→ **Prompt**
Lines in the records below that contain the word "only" must each be copied.

(Dataset entries)
[Start of Attachment]

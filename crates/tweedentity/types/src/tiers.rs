use std::fmt;

use serde::{Deserialize, Serialize};

/// Integer authorization level. Zero means unauthorized.
#[derive(Clone, Copy, Debug, PartialEq, Eq, Hash, PartialOrd, Ord, Default, Serialize, Deserialize)]
#[serde(transparent)]
pub struct AuthLevel(pub u32);

impl AuthLevel {
    pub const NONE: AuthLevel = AuthLevel(0);

    pub fn is_none(self) -> bool {
        self.0 == 0
    }
}

impl fmt::Display for AuthLevel {
    fn fmt(&self, f: &mut fmt::Formatter<'_>) -> fmt::Result {
        write!(f, "{}", self.0)
    }
}

/// Named privilege tiers. Their numeric levels come from [`AuthorizationTiers`].
#[derive(Clone, Copy, Debug, PartialEq, Eq, Hash, Serialize, Deserialize)]
#[serde(rename_all = "snake_case")]
pub enum Tier {
    /// Administrative removal of identities.
    CustomerService,
    /// Writing verified identities.
    Verifier,
    /// Changing the time-lock parameter.
    Developer,
}

impl fmt::Display for Tier {
    fn fmt(&self, f: &mut fmt::Formatter<'_>) -> fmt::Result {
        match self {
            Tier::CustomerService => f.write_str("customer_service"),
            Tier::Verifier => f.write_str("verifier"),
            Tier::Developer => f.write_str("developer"),
        }
    }
}

/// Minimum level required by each tier.
#[derive(Clone, Copy, Debug, PartialEq, Eq, Serialize, Deserialize)]
#[serde(default)]
pub struct AuthorizationTiers {
    pub customer_service: AuthLevel,
    pub verifier: AuthLevel,
    pub developer: AuthLevel,
}

impl AuthorizationTiers {
    pub fn level(&self, tier: Tier) -> AuthLevel {
        match tier {
            Tier::CustomerService => self.customer_service,
            Tier::Verifier => self.verifier,
            Tier::Developer => self.developer,
        }
    }

    /// The highest configured level; granted to a store's manager.
    pub fn highest(&self) -> AuthLevel {
        self.customer_service.max(self.verifier).max(self.developer)
    }

    pub fn validate(&self) -> Result<(), String> {
        for tier in [Tier::CustomerService, Tier::Verifier, Tier::Developer] {
            if self.level(tier).is_none() {
                return Err(format!("tier {} must have a level above zero", tier));
            }
        }
        Ok(())
    }
}

impl Default for AuthorizationTiers {
    fn default() -> Self {
        Self {
            customer_service: AuthLevel(30),
            verifier: AuthLevel(40),
            developer: AuthLevel(50),
        }
    }
}

#[cfg(test)]
mod tests {
    use super::*;

    #[test]
    fn default_tiers_are_ordered() {
        let tiers = AuthorizationTiers::default();
        assert!(tiers.customer_service < tiers.verifier);
        assert!(tiers.verifier < tiers.developer);
        assert_eq!(tiers.highest(), tiers.developer);
        assert!(tiers.validate().is_ok());
    }

    #[test]
    fn zero_tier_is_invalid() {
        let tiers = AuthorizationTiers {
            verifier: AuthLevel::NONE,
            ..Default::default()
        };
        assert!(tiers.validate().is_err());
    }
}
use std::collections::{BTreeMap, HashMap};

use serde::{Deserialize, Serialize};
use tracing::{info, warn};
use tweedentity_auth::AuthorizationLedger;
use tweedentity_store::IdentityStore;
use tweedentity_types::app::normalize_nickname;
use tweedentity_types::{
    Address, AuthLevel, AuthorizationTiers, Event, EventLog, ExternalId, SharedClock, Tier,
    Timestamp, TweedentityConfig, Upgradability,
};

use crate::error::ManagerError;

/// Result of a verified write that passed every hard check.
#[derive(Clone, Copy, Debug, PartialEq, Eq, Serialize, Deserialize)]
pub enum SetIdentityOutcome {
    Committed,
    /// The store refused on time-lock grounds. Nothing changed.
    NotUpgradable(Upgradability),
}

impl SetIdentityOutcome {
    /// Whether the identity was written.
    pub fn is_committed(&self) -> bool {
        matches!(self, SetIdentityOutcome::Committed)
    }
}

/// Identity Manager: namespace directory and write gate.
///
/// Owns the stores bound to it. A store may only be bound once it has an app
/// registered and has granted this manager the highest tier in its own
/// ledger; after that every write travels `caller → manager → store` with the
/// manager as the store-level caller.
pub struct IdentityManager {
    address: Address,
    auth: AuthorizationLedger,
    tiers: AuthorizationTiers,
    stores: HashMap<String, IdentityStore>,
    apps: BTreeMap<u64, String>,
    claimer: Option<Address>,
    paused: bool,
    clock: SharedClock,
    events: EventLog,
}

impl IdentityManager {
    /// An unpaused manager with no stores and no claimer.
    pub fn new(address: Address, owner: Address, config: &TweedentityConfig, clock: SharedClock) -> Self {
        Self {
            address,
            auth: AuthorizationLedger::new(owner),
            tiers: config.tiers,
            stores: HashMap::new(),
            apps: BTreeMap::new(),
            claimer: None,
            paused: false,
            clock,
            events: EventLog::new(),
        }
    }

    // =========================================================================
    // ADMINISTRATION
    // =========================================================================

    /// Grant `level` to `address` in the manager. Owner only.
    pub fn authorize(&mut self, caller: &Address, address: Address, level: AuthLevel) -> Result<(), ManagerError> {
        Ok(self.auth.authorize(caller, address, level)?)
    }

    /// Revoke `address`. Owner, or `address` itself.
    pub fn deauthorize(&mut self, caller: &Address, address: &Address) -> Result<bool, ManagerError> {
        Ok(self.auth.deauthorize(caller, address)?)
    }

    /// Bind a store under its app's nickname. Owner only.
    pub fn bind_store(&mut self, caller: &Address, store: IdentityStore) -> Result<(), ManagerError> {
        self.auth.require_owner(caller)?;
        let namespace = self.check_store(&store)?;
        if self.stores.contains_key(&namespace) {
            return Err(ManagerError::NamespaceAlreadyBound(namespace));
        }
        self.insert_store(namespace, store);
        Ok(())
    }

    /// Replace the store bound under the incoming store's namespace. Owner only.
    ///
    /// Returns the store that was displaced, if any.
    pub fn reassign_store(
        &mut self,
        caller: &Address,
        store: IdentityStore,
    ) -> Result<Option<IdentityStore>, ManagerError> {
        self.auth.require_owner(caller)?;
        let namespace = self.check_store(&store)?;
        let previous = self.stores.remove(&namespace);
        if let Some(prev) = &previous {
            warn!(namespace = %namespace, previous = %prev.address(), "Store reassigned");
        }
        self.insert_store(namespace, store);
        Ok(previous)
    }

    fn check_store(&self, store: &IdentityStore) -> Result<String, ManagerError> {
        let app = store
            .app()
            .ok_or(ManagerError::StoreAppNotSet(store.address()))?;
        if !store
            .authorization()
            .is_authorized_at(&self.address, self.tiers.highest())
        {
            return Err(ManagerError::NotAuthorizedInStore {
                store: store.address(),
                manager: self.address,
            });
        }
        Ok(app.nickname.clone())
    }

    fn insert_store(&mut self, namespace: String, store: IdentityStore) {
        if let Some(app) = store.app() {
            self.apps.insert(app.app_id.0, namespace.clone());
        }
        info!(namespace = %namespace, store = %store.address(), "Store bound");
        self.events.emit(Event::StoreBound {
            namespace: namespace.clone(),
            store: store.address(),
        });
        self.stores.insert(namespace, store);
    }

    /// Authorize `claimer` at the Verifier tier, revoking the previous claimer.
    pub fn set_claimer(&mut self, caller: &Address, claimer: Address) -> Result<Option<Address>, ManagerError> {
        self.auth.require_owner(caller)?;
        if claimer.is_zero() {
            return Err(ManagerError::ZeroAddress);
        }
        self.auth
            .authorize(caller, claimer, self.tiers.level(Tier::Verifier))?;
        let previous = self.claimer.replace(claimer);
        if let Some(prev) = previous.filter(|prev| *prev != claimer) {
            self.auth.deauthorize(caller, &prev)?;
        }
        info!(claimer = %claimer, "Claimer set");
        self.events.emit(Event::ClaimerSet { claimer });
        Ok(previous)
    }

    /// Developer tier.
    pub fn change_minimum_time_before_update(
        &mut self,
        caller: &Address,
        namespace: &str,
        seconds: u64,
    ) -> Result<(), ManagerError> {
        let key = self.resolve(namespace)?;
        self.auth
            .require_level(caller, self.tiers.level(Tier::Developer))?;
        let store = self
            .stores
            .get_mut(&key)
            .ok_or(ManagerError::StoreNotBound(key.clone()))?;
        store.change_minimum_time_before_update(&self.address, seconds)?;
        Ok(())
    }

    /// Block identity writes and new claims. Owner only.
    pub fn pause(&mut self, caller: &Address) -> Result<(), ManagerError> {
        self.auth.require_owner(caller)?;
        if !self.paused {
            self.paused = true;
            warn!(manager = %self.address, "Manager paused");
            self.events.emit(Event::Paused);
        }
        Ok(())
    }

    /// Owner only.
    pub fn unpause(&mut self, caller: &Address) -> Result<(), ManagerError> {
        self.auth.require_owner(caller)?;
        if self.paused {
            self.paused = false;
            info!(manager = %self.address, "Manager unpaused");
            self.events.emit(Event::Unpaused);
        }
        Ok(())
    }

    // =========================================================================
    // IDENTITY OPERATIONS
    // =========================================================================

    /// Write a verified identity to the namespace's store.
    ///
    /// Checks run in a fixed order: store bound, not paused, Verifier tier.
    /// A time-locked pairing comes back as `Ok(NotUpgradable(..))` with an
    /// `IdentityNotUpgradable` event rather than an error.
    pub fn set_identity(
        &mut self,
        caller: &Address,
        namespace: &str,
        address: Address,
        uid: &str,
    ) -> Result<SetIdentityOutcome, ManagerError> {
        let key = self.resolve(namespace)?;
        if self.paused {
            return Err(ManagerError::Paused);
        }
        self.auth
            .require_level(caller, self.tiers.level(Tier::Verifier))?;

        let store = self
            .stores
            .get_mut(&key)
            .ok_or(ManagerError::StoreNotBound(key.clone()))?;
        let verdict = store.set_identity(&self.address, address, uid)?;
        if verdict.is_upgradable() {
            return Ok(SetIdentityOutcome::Committed);
        }

        let uid = ExternalId::parse(uid)?;
        warn!(namespace = %key, address = %address, uid = %uid, reason = %verdict, "Identity not upgradable");
        self.events.emit(Event::IdentityNotUpgradable {
            namespace: key,
            address,
            uid,
            reason: verdict,
        });
        Ok(SetIdentityOutcome::NotUpgradable(verdict))
    }

    /// Administrative removal. CustomerService tier.
    pub fn remove_identity(
        &mut self,
        caller: &Address,
        namespace: &str,
        address: &Address,
    ) -> Result<ExternalId, ManagerError> {
        let key = self.resolve(namespace)?;
        self.auth
            .require_level(caller, self.tiers.level(Tier::CustomerService))?;
        let store = self
            .stores
            .get_mut(&key)
            .ok_or(ManagerError::StoreNotBound(key.clone()))?;
        Ok(store.remove_identity(&self.address, address)?)
    }

    /// Remove the caller's own binding in `namespace`.
    pub fn remove_my_identity(&mut self, caller: &Address, namespace: &str) -> Result<ExternalId, ManagerError> {
        let key = self.resolve(namespace)?;
        let store = self
            .stores
            .get_mut(&key)
            .ok_or(ManagerError::StoreNotBound(key.clone()))?;
        Ok(store.remove_my_identity(caller)?)
    }

    /// Verdict for a prospective pairing. Unbound namespaces are never upgradable.
    pub fn get_upgradability(&self, namespace: &str, address: &Address, uid: &str) -> Upgradability {
        match self.store(namespace) {
            Some(store) => store.is_upgradable(address, uid),
            None => Upgradability::NotUpgradableInStore,
        }
    }

    // =========================================================================
    // READS
    // =========================================================================

    /// Address this manager is deployed at.
    pub fn address(&self) -> Address {
        self.address
    }

    /// The administering owner.
    pub fn owner(&self) -> Address {
        self.auth.owner()
    }

    /// The manager's authorization ledger.
    pub fn authorization(&self) -> &AuthorizationLedger {
        &self.auth
    }

    /// Levels required by each tier.
    pub fn tiers(&self) -> &AuthorizationTiers {
        &self.tiers
    }

    /// The claimer allowed to write identities.
    pub fn claimer(&self) -> Option<Address> {
        self.claimer
    }

    /// Whether writes are blocked.
    pub fn is_paused(&self) -> bool {
        self.paused
    }

    /// Current time on the manager's clock.
    pub fn now(&self) -> Timestamp {
        self.clock.now()
    }

    /// Store bound to `namespace`.
    pub fn store(&self, namespace: &str) -> Option<&IdentityStore> {
        let key = normalize_nickname(namespace).ok()?;
        self.stores.get(&key)
    }

    /// Mutable access for the store's own owner-level administration.
    /// The store still checks the caller on every operation.
    pub fn store_mut(&mut self, namespace: &str) -> Option<&mut IdentityStore> {
        let key = normalize_nickname(namespace).ok()?;
        self.stores.get_mut(&key)
    }

    /// Whether `namespace` has a store.
    pub fn is_store_bound(&self, namespace: &str) -> bool {
        self.store(namespace).is_some()
    }

    /// Bound namespaces, sorted.
    pub fn namespaces(&self) -> Vec<String> {
        let mut names: Vec<String> = self.stores.keys().cloned().collect();
        names.sort();
        names
    }

    /// Namespace whose store serves `app_id`.
    pub fn namespace_of_app(&self, app_id: u64) -> Option<&str> {
        self.apps.get(&app_id).map(String::as_str)
    }

    /// Uid bound to `address` in `namespace`.
    pub fn get_uid(&self, namespace: &str, address: &Address) -> Option<ExternalId> {
        self.store(namespace).and_then(|store| store.get_uid(address))
    }

    /// Address bound to `uid` in `namespace`.
    pub fn get_address(&self, namespace: &str, uid: &str) -> Option<Address> {
        self.store(namespace).and_then(|store| store.get_address(uid))
    }

    /// Events emitted so far.
    pub fn events(&self) -> &[Event] {
        self.events.events()
    }

    /// Take and clear the emitted events.
    pub fn drain_events(&mut self) -> Vec<Event> {
        self.events.drain()
    }

    fn resolve(&self, namespace: &str) -> Result<String, ManagerError> {
        let key = normalize_nickname(namespace)
            .map_err(|_| ManagerError::StoreNotBound(namespace.to_string()))?;
        if self.stores.contains_key(&key) {
            Ok(key)
        } else {
            Err(ManagerError::StoreNotBound(key))
        }
    }
}

impl std::fmt::Debug for IdentityManager {
    fn fmt(&self, f: &mut std::fmt::Formatter<'_>) -> std::fmt::Result {
        f.debug_struct("IdentityManager")
            .field("address", &self.address)
            .field("namespaces", &self.namespaces())
            .field("claimer", &self.claimer)
            .field("paused", &self.paused)
            .finish()
    }
}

[End of Attachment]

→ **Task response**
/// Owns the stores bound to it. A store may only be bound once it has an app
    /// Grant `level` to `address` in the manager. Owner only.
    /// Bind a store under its app's nickname. Owner only.
    /// Replace the store bound under the incoming store's namespace. Owner only.
    /// Block identity writes and new claims. Owner only.
    /// Owner only.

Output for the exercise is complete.